Медведев снова улыбается. Примерно за полгода до нашего разговора правительство приняло решение, что цены на газ в России не будут больше фиксированными, а будут рассчитываться по специальной формуле и привязываться к ценам на нефть. Медведев кивает на бутерброды, разложенные перед нами на столе:

– Ешьте, ешьте.

– Спасибо.

– Ешьте. На сытый желудок снижается уровень тревожности. Мы думаем, что в связи с новой формулой цены газоемкость российской промышленности будет постепенно снижаться. И все же мы посчитали баланс газа так, как если бы газоемкость не снижалась. Мы посчитали баланс еще до того, как было принято решение, что цены на газ станут расти. Плюс мы посчитали новые рынки, а новых рынков у нас много, начиная с Китая и кончая Америкой, куда мы собираемся поставлять сжиженный газ. Тут контракты не заключены, есть только прогнозы. Но даже если все эти прогнозы осуществятся, мы в состоянии все эти контракты исполнить. Они обеспечены месторождениями и транспортом. Зима 2005–2006 годов, очень холодная зима, показала, что даже на действующих мощностях мы способны производить не 550 миллиардов кубометров газа, сколько производим сейчас, а 620–630. Сегодня способны, без дополнительных инвестиций. Не говоря уже о том, что мы инвестируем в новые месторождения. Южнорусское месторождение, жемчужина наша, уже введено в эксплуатацию. Двадцать пять миллиардов кубов газа в течение двадцати лет мы на этом месторождении будем производить. Есть план ввода в эксплуатацию новых месторождений. Так что только недобросовестные аналитики или злопыхатели могут говорить, что нам не хватит газа. Ешьте бутерброды.
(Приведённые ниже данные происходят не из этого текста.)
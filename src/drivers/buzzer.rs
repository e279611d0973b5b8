//! Piezo buzzer driver.
//!
//! A passive piezo needs a square wave, so the tone is an LEDC PWM channel
//! at 50 % duty; silence is 0 % duty.
//!
//! ## Dual-target design
//!
//! On ESP-IDF: drives the LEDC channel via hw_init.
//! On host/test: tracks state in-memory only.

use log::debug;

use crate::app::ports::AlarmActuator;
use crate::drivers::hw_init;

#[derive(Debug, Clone, Copy, PartialEq, Eq)]
pub enum BuzzerState {
    Silent,
    Sounding { hz: u32 },
}

pub struct BuzzerDriver {
    state: BuzzerState,
}

impl Default for BuzzerDriver {
    fn default() -> Self {
        Self::new()
    }
}

impl BuzzerDriver {
    pub fn new() -> Self {
        Self {
            state: BuzzerState::Silent,
        }
    }

    pub fn state(&self) -> BuzzerState {
        self.state
    }
}

impl AlarmActuator for BuzzerDriver {
    fn tone_on(&mut self, hz: u32) {
        if hz == 0 {
            self.tone_off();
            return;
        }
        hw_init::ledc_tone(hz);
        self.state = BuzzerState::Sounding { hz };
        debug!("Buzzer: sounding at {} Hz", hz);
    }

    fn tone_off(&mut self) {
        hw_init::ledc_silence();
        self.state = BuzzerState::Silent;
        debug!("Buzzer: silent");
    }

    fn is_sounding(&self) -> bool {
        matches!(self.state, BuzzerState::Sounding { .. })
    }
}
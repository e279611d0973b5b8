//! DHT22 / AM2302 single-wire temperature and humidity sensor.
//!
//! Bit-banged over one open-drain GPIO with an external pull-up:
//!
//! ```text
//!  host   ‾‾‾\______ ≥1 ms ______/‾‾‾‾                (start)
//!  sensor              ‾‾\__80 µs__/‾‾80 µs‾‾\         (response)
//!  bit    \__50 µs__/‾‾ 26 µs = 0 | 70 µs = 1 ‾‾\      × 40
//! ```
//!
//! The frame is 16 bits humidity ×10, 16 bits temperature ×10 (MSB is the
//! sign), then an 8-bit checksum.  Each bit is classified by comparing the
//! width of its high pulse against the preceding 50 µs low pulse, which
//! keeps the decoder independent of the polling loop's absolute speed.

use embedded_hal::delay::DelayNs;
use embedded_hal::digital::{InputPin, OutputPin};
use log::warn;

use crate::error::SensorError;

const START_LOW_US: u32 = 1_100;
const RESPONSE_TIMEOUT_US: u32 = 200;
const EDGE_TIMEOUT_US: u32 = 100;

#[derive(Debug, Clone, Copy, PartialEq)]
pub struct DhtReading {
    pub temperature_c: f32,
    pub humidity_pct: f32,
}

/// Decode and validate a raw 5-byte frame.
pub fn decode_frame(frame: [u8; 5]) -> Result<DhtReading, SensorError> {
    let sum = frame[..4].iter().fold(0u8, |acc, b| acc.wrapping_add(*b));
    if sum != frame[4] {
        return Err(SensorError::Checksum);
    }

    let humidity = u16::from_be_bytes([frame[0], frame[1]]) as f32 / 10.0;
    let magnitude = u16::from_be_bytes([frame[2] & 0x7F, frame[3]]) as f32 / 10.0;
    let temperature = if frame[2] & 0x80 != 0 { -magnitude } else { magnitude };

    // AM2302 datasheet range: 0–100 %RH, −40–80 °C.
    if !(0.0..=100.0).contains(&humidity) || !(-40.0..=80.0).contains(&temperature) {
        return Err(SensorError::OutOfRange);
    }

    Ok(DhtReading {
        temperature_c: temperature,
        humidity_pct: humidity,
    })
}

pub struct Dht22<P, D> {
    pin: P,
    delay: D,
}

impl<P, D> Dht22<P, D>
where
    P: InputPin + OutputPin,
    D: DelayNs,
{
    /// Take ownership of the data line and leave it released (idle high).
    pub fn new(mut pin: P, delay: D) -> Self {
        if pin.set_high().is_err() {
            warn!("DHT22: could not release data line, first read may fail");
        }
        Self { pin, delay }
    }

    /// Perform one full transaction.  Takes roughly 5 ms.
    pub fn read(&mut self) -> Result<DhtReading, SensorError> {
        // Start signal, then release the line to the sensor.
        self.pin.set_low().map_err(|_| SensorError::Pin)?;
        self.delay.delay_us(START_LOW_US);
        self.pin.set_high().map_err(|_| SensorError::Pin)?;

        // Response: sensor pulls low for 80 µs, then high for 80 µs.
        self.wait_while(true, RESPONSE_TIMEOUT_US)?;
        self.wait_while(false, EDGE_TIMEOUT_US)?;
        self.wait_while(true, EDGE_TIMEOUT_US)?;

        let mut frame = [0u8; 5];
        for bit in 0..40 {
            let low_us = self.wait_while(false, EDGE_TIMEOUT_US)?;
            let high_us = self.wait_while(true, EDGE_TIMEOUT_US)?;
            if high_us > low_us {
                frame[bit / 8] |= 0x80 >> (bit % 8);
            }
        }

        decode_frame(frame)
    }

    /// Busy-wait while the line sits at `high`.  Returns the time spent
    /// in microseconds.
    fn wait_while(&mut self, high: bool, timeout_us: u32) -> Result<u32, SensorError> {
        let mut elapsed = 0u32;
        loop {
            let level = self.pin.is_high().map_err(|_| SensorError::Pin)?;
            if level != high {
                return Ok(elapsed);
            }
            if elapsed >= timeout_us {
                return Err(SensorError::Timeout);
            }
            self.delay.delay_us(1);
            elapsed += 1;
        }
    }
}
– А почему тогда вы баланс газа не опубликуете? – спрашиваем мы, жуя бутерброд.

– Потому что есть цифры, которые являются коммерческой тайной. Баланс – это не просто цифры, это распределение газа по месторождениям, по мощностям.

– Чем угрожает вам раскрытие тайны?

– Баланс – это внутренний документ. Все, что принято по международной отчетности, мы публикуем.

Мы, конечно, верим. Но незадолго до этого разговора высокопоставленный сотрудник президентской администрации уверял нас, что полного баланса газа нет даже у министра энергетики Виктора Христенко, правда, Христенко в этом не признается, потому что неудобно министру энергетики не иметь баланса газа. А еще нам рассказывали, что когда на совещаниях Путин спрашивает у Алексея Миллера, хватит ли у России газа на такой-то проект в таком-то году, Алексей Миллер украдкой смотрит в свои бумаги – но так, чтобы никто из сидящих вокруг министров не смог подглядеть, что в них. А через минутку закрывает папочку и отвечает: «Да, Владимир Владимирович, хватит». И никто из министров так и не решался попросить у Алексея Миллера разрешения взглянуть, что там, в этой папочке.

– А почему… – успокаивающее действие бутерброда заканчивается, и мы снова находим повод для волнения. – Почему на Северо-Западной ТЭЦ в Петербурге не было газа?

– Что касается Северо-западной ТЭЦ, – улыбается Медведев, – то строительство ее производилось без заключения договоров о поставке газа. Чубайс думал: уж что-что, а газ я получу, причем по низкой цене. Но нельзя же засеивать поле, не зная, как и кому ты будешь продавать пшеницу. Сейчас договора с РАО ЕЭС заключены, мы обязуемся поставить, а они обязуются купить у нас и оплатить оговоренные объемы газа.

– Но ведь добыча у вас падает? Падает или нет? Или можно считать добычу растущей, только если приплюсовать к вашему газу газ из Туркмении?